Yep, I said it. Chili with no tomatoes. With my Elimination Diet in full swing I am having to get a little creative with my entree recipes. There are only a certain amount of things to be made with little to no ingredients that are on my Elimination Diet Food List … and then you start wanting all those other foods. Tomatoes are still hard to not have – especially when your fave brand of stewed tomatoes is on sale! But I decided to take on the challenge of making a chili without tomatoes. And I have to say I feel quite inventive! It even turned out a shade of normal chili! I hope you enjoy this vegan and gluten-free No-Tomato Macaroni Chili – Elimination Diet Recipe.
Have you noticed that while on a restrictive diet almost every food that anyone makes, or at restaurants, has the foods you can’t eat on it, and very few of the foods that you can? And those foods you can eat are rarely alone? Like you can have a nice salad but at Olive Garden it comes smothered in calorific dressing?
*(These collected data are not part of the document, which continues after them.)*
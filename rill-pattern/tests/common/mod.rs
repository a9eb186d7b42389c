//! Shared fixtures for the pool integration tests.

#![allow(dead_code)]

use std::sync::Arc;
use std::time::Duration;

use async_trait::async_trait;
use bytes::Bytes;
use rill_core::{Name, PartitionId, WorkerId};
use rill_log::{LogManager, MemLogManager};
use rill_pattern::{
    ConsumeError, ConsumerPolicy, ConsumerStatus, KeyValueProducerFactory, Message,
    MessageConsumer, MessageConsumerFactory, ProducerPool, ProducerStatus, TerminationMode,
};
use tracing_subscriber::EnvFilter;

/// Wait timeout of the bounded test policies.
pub const WAIT: Duration = Duration::from_millis(300);

pub type Manager = Arc<dyn LogManager<Message<Bytes>>>;

/// Installs a test subscriber once, filtered by `RUST_LOG`.
pub fn init_tracing() {
    let _ = tracing_subscriber::fmt()
        .with_env_filter(EnvFilter::from_default_env())
        .with_test_writer()
        .try_init();
}

pub fn name(n: &str) -> Name {
    Name::of("test", n).unwrap()
}

pub fn memory() -> Manager {
    Arc::new(MemLogManager::<Message<Bytes>>::in_memory())
}

/// Bounded policy with a short wait timeout.
pub fn bounded() -> ConsumerPolicy {
    ConsumerPolicy::builder()
        .wait_message_timeout(WAIT)
        .build()
        .unwrap()
}

/// Unbounded policy with a short wait timeout.
pub fn unbounded() -> ConsumerPolicy {
    ConsumerPolicy::builder()
        .wait_message_timeout(WAIT)
        .termination_mode(TerminationMode::Unbounded)
        .build()
        .unwrap()
}

/// Runs `producers` workers of `count` random messages each to completion.
pub async fn produce(manager: &Manager, log: &Name, producers: u32, count: u64) -> Vec<ProducerStatus> {
    ProducerPool::new(
        log.clone(),
        Arc::clone(manager),
        KeyValueProducerFactory::new(count),
        producers,
    )
    .start()
    .unwrap()
    .await
    .unwrap()
}

/// Appends one poison pill to every partition.
pub async fn send_pills(manager: &Manager, log: &Name) {
    let appender = manager.get_appender(log).unwrap();
    for p in 0..appender.size() {
        appender
            .append(PartitionId::new(p), Message::POISON_PILL)
            .await
            .unwrap();
    }
}

pub fn committed(statuses: &[ConsumerStatus]) -> u64 {
    statuses.iter().map(|s| s.committed).sum()
}

pub fn accepted(statuses: &[ConsumerStatus]) -> u64 {
    statuses.iter().map(|s| s.accepted).sum()
}

// -----------------------------------------------------------------------------
// Consumers
// -----------------------------------------------------------------------------

type AcceptFn = dyn Fn(&Message<Bytes>) -> Result<(), ConsumeError> + Send + Sync;

/// Builds every worker's consumer from one shared closure.
pub struct FnConsumerFactory {
    accept: Arc<AcceptFn>,
}

impl MessageConsumerFactory<Bytes> for FnConsumerFactory {
    fn create_consumer(&self, _worker_id: WorkerId) -> Box<dyn MessageConsumer<Bytes>> {
        Box::new(FnConsumer {
            accept: Arc::clone(&self.accept),
        })
    }
}

struct FnConsumer {
    accept: Arc<AcceptFn>,
}

#[async_trait]
impl MessageConsumer<Bytes> for FnConsumer {
    async fn accept(&mut self, message: &Message<Bytes>) -> Result<(), ConsumeError> {
        (self.accept)(message)
    }
}

pub fn consumer_fn(
    accept: impl Fn(&Message<Bytes>) -> Result<(), ConsumeError> + Send + Sync + 'static,
) -> FnConsumerFactory {
    FnConsumerFactory {
        accept: Arc::new(accept),
    }
}

pub fn accept_all() -> FnConsumerFactory {
    consumer_fn(|_| Ok(()))
}

pub fn always_fail() -> FnConsumerFactory {
    consumer_fn(|_| Err(ConsumeError::new("always fails")))
}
Spaghetti or other pasta dish that may be free of tomatoes but only use non-gluten-free noodles. So it’s a little frustrating being the dieter. Having people ask you if you want the left over veggies they cooked – and wondering why you can’t even though they know you can’t eat the butter that they had smothered all over those veg. But it’s my choice to do this diet, to restrict myself to what I’m at now. So I have no one to complain to or about, except me. So I should probably stop complaining? Okay – the chili. How do you make a chili that is always tomato based into a non-tomato based? Use pureed carrots! I am a pureeing queen and love to add extra veggies and thickness to soups with pureed cauliflower, or spaghetti sauce with butternut squash. But this time no cauli or squash – just carrots. It’s the perfect veg to puree and is also almost the perfect chili color! Add normal chili spices, a ton of other veg … a little macaroni? Yum!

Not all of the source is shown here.